Launching a spacecraft on Earth packed with enough food for a yearslong crew mission or sending resupply ships to replenish a crew beyond low Earth orbit is prohibitive. Therefore, growing plants aboard a spacecraft is key to sustaining crews on long-duration missions to the Moon, Mars, and beyond. As a result, NASA and its international partners have been exploring growing crops in space to enable crews to feed themselves without support from Earth. NASA flight engineer Chris Williams contributed to the ongoing space agriculture research at the end of the week and configured a microscope to observe plant cell division in microgravity. Insights may lead to improved methods of growing food in space as well as on lunar and planetary surfaces.

Low Earth orbit may also be the next frontier for biomedical manufacturing as doctors seek to overcome the limitations of gravity on the ground. NASA flight engineer Jessica Meir harvested blood stem cells inside the Kibo laboratory module’s Life Science Glovebox (LSG) that have been growing aboard the orbital outpost since the arrival of a SpaceX Dragon cargo craft on May 17. Next, she looked at the density and viability of the live cells using the KERMIT fluorescent microscope. Researchers are exploring space-designed cell therapies to treat serious medical conditions such as blood cancers and immune diseases.

Dragon is due to depart the International Space Station at 12:05 p.m. EDT on Tuesday, June 16, to return the stem cell samples, including several tons of completed science experiments and lab hardware, for analysis on Earth. Live coverage of Dragon’s undocking and departure begins at 11:45 a.m. on NASA+.

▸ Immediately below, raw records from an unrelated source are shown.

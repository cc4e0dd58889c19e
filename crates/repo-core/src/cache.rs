//! Bounded cache of resolved configuration views
//!
//! Entries are keyed by `(repository, version)` and evicted least recently
//! used first. The expensive computation on a miss runs outside the lock; the
//! result is installed in one short critical section.
//!
//! Each repository carries a generation counter that [`ConfigCache::invalidate`]
//! bumps. A value computed under an older generation is still handed to the
//! caller that computed it, but it is not installed, so an invalidation can
//! never be undone by a slow in-flight load.

use lru::LruCache;
use parking_lot::Mutex;
use std::collections::HashMap;
use std::num::NonZeroUsize;
use std::sync::Arc;

/// Default number of resolved views kept.
pub const DEFAULT_CACHE_CAPACITY: usize = 100;

/// Something holding per-repository state that can go stale.
pub trait Invalidate: Send + Sync {
    /// Drop everything derived from `repo`.
    fn invalidate(&self, repo: &str);

    /// Drop everything.
    fn invalidate_all(&self);
}

#[derive(Debug, Clone, PartialEq, Eq, Hash)]
struct CacheKey {
    repo: String,
    version: Option<String>,
}

/// Cache statistics
#[derive(Debug, Clone, Copy, Default, PartialEq, Eq)]
pub struct CacheStats {
    pub hits: u64,
    pub misses: u64,
    /// Entries pushed out by the capacity bound.
    pub evictions: u64,
    /// Entries dropped by invalidation.
    pub invalidations: u64,
    /// Computed values not installed because the repository was invalidated
    /// while they were being computed.
    pub stale_discards: u64,
    /// Entries currently cached.
    pub size: usize,
}

impl CacheStats {
    pub fn hit_rate(&self) -> f64 {
        let total = self.hits + self.misses;
        if total == 0 {
            0.0
        } else {
            self.hits as f64 / total as f64
        }
    }
}

/// Generation snapshot taken when a miss starts computing.
#[derive(Debug, Clone, Copy, PartialEq, Eq)]
struct Generation {
    epoch: u64,
    repo: u64,
}

struct CacheState<V> {
    entries: LruCache<CacheKey, Arc<V>>,
    generations: HashMap<String, u64>,
    epoch: u64,
    stats: CacheStats,
}

impl<V> CacheState<V> {
    fn generation(&self, repo: &str) -> Generation {
        Generation {
            epoch: self.epoch,
            repo: self.generations.get(repo).copied().unwrap_or(0),
        }
    }
}

/// LRU cache of `Arc<V>` values keyed by repository and version.
pub struct ConfigCache<V> {
    state: Mutex<CacheState<V>>,
    capacity: NonZeroUsize,
}

impl<V> ConfigCache<V> {
    /// Create a cache holding at most `capacity` entries (minimum 1).
    pub fn new(capacity: usize) -> Self {
        let capacity = NonZeroUsize::new(capacity).unwrap_or(NonZeroUsize::MIN);
        Self {
            state: Mutex::new(CacheState {
                entries: LruCache::new(capacity),
                generations: HashMap::new(),
                epoch: 0,
                stats: CacheStats::default(),
            }),
            capacity,
        }
    }

    pub fn capacity(&self) -> usize {
        self.capacity.get()
    }

    pub fn len(&self) -> usize {
        self.state.lock().entries.len()
    }

    pub fn is_empty(&self) -> bool {
        self.len() == 0
    }

    pub fn stats(&self) -> CacheStats {
        let state = self.state.lock();
        CacheStats {
            size: state.entries.len(),
            ..state.stats
        }
    }

    /// Cached value without touching recency or statistics.
    pub fn peek(&self, repo: &str, version: Option<&str>) -> Option<Arc<V>> {
        let key = key(repo, version);
        self.state.lock().entries.peek(&key).cloned()
    }

    /// Return the cached value, computing and installing it on a miss.
    ///
    /// Concurrent misses for the same key may each compute; the last
    /// installer wins and every caller gets a valid value.
    pub fn get_or_compute<E>(
        &self,
        repo: &str,
        version: Option<&str>,
        compute: impl FnOnce() -> Result<Arc<V>, E>,
    ) -> Result<Arc<V>, E> {
        let key = key(repo, version);

        let generation = {
            let mut state = self.state.lock();
            if let Some(value) = state.entries.get(&key) {
                let value = Arc::clone(value);
                state.stats.hits += 1;
                return Ok(value);
            }
            state.stats.misses += 1;
            state.generation(repo)
        };

        tracing::debug!(repo, version, "Cache miss");
        let value = compute()?;

        let mut state = self.state.lock();
        if state.generation(repo) == generation {
            if let Some((evicted, _)) = state.entries.push(key.clone(), Arc::clone(&value)) {
                if evicted != key {
                    state.stats.evictions += 1;
                    tracing::trace!(repo = %evicted.repo, "Evicted least recently used view");
                }
            }
        } else {
            state.stats.stale_discards += 1;
            tracing::debug!(repo, version, "Discarding view computed before invalidation");
        }

        Ok(value)
    }

    /// Current generation counter of `repo`.
    pub fn generation(&self, repo: &str) -> u64 {
        self.state.lock().generations.get(repo).copied().unwrap_or(0)
    }
}

fn key(repo: &str, version: Option<&str>) -> CacheKey {
    CacheKey {
        repo: repo.to_string(),
        version: version.map(str::to_string),
    }
}

impl<V: Send + Sync> Invalidate for ConfigCache<V> {
    fn invalidate(&self, repo: &str) {
        let mut state = self.state.lock();
        *state.generations.entry(repo.to_string()).or_insert(0) += 1;

        let stale: Vec<CacheKey> = state
            .entries
            .iter()
            .filter(|(key, _)| key.repo == repo)
            .map(|(key, _)| key.clone())
            .collect();
        for key in &stale {
            state.entries.pop(key);
        }
        state.stats.invalidations += stale.len() as u64;
        drop(state);

        tracing::debug!(repo, removed = stale.len(), "Invalidated cached views");
    }

    fn invalidate_all(&self) {
        let mut state = self.state.lock();
        state.epoch += 1;
        let removed = state.entries.len();
        state.entries.clear();
        state.stats.invalidations += removed as u64;
        drop(state);

        tracing::debug!(removed, "Invalidated all cached views");
    }
}

impl<V> std::fmt::Debug for ConfigCache<V> {
    fn fmt(&self, f: &mut std::fmt::Formatter<'_>) -> std::fmt::Result {
        f.debug_struct("ConfigCache")
            .field("capacity", &self.capacity)
            .field("stats", &self.stats())
            .finish()
    }
}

Williams and Meir also partnered with flight engineers Jack Hathaway of NASA and Sophie Adenot of ESA (European Space Agency) packing Dragon with return cargo together throughout Friday. The quartet will intensify their cargo transfers early next week when they begin loading Dragon with sensitive research samples packed inside portable science freezers for preservation, retrieval, and analysis on Earth.

Williams and Meir began their Friday shift collecting blood samples for spinning in a centrifuge then stowing in a science freezer for future analysis. Hathaway removed a research freezer from inside Kibo’s Life Science Glovebox used the day before to preserve bacteria samples for genetic and chemical analysis. Adenot also spent some time assisting Meir during the stem cell operations then tested a new food processor in the Columbus laboratory module by cooking a Mediterranean dish.

The station’s three cosmonauts, station commander Sergey Kud-Sverchkov and flight engineers Sergei Mikaev and Andrey Fedyaev enjoyed an off-duty day on Friday.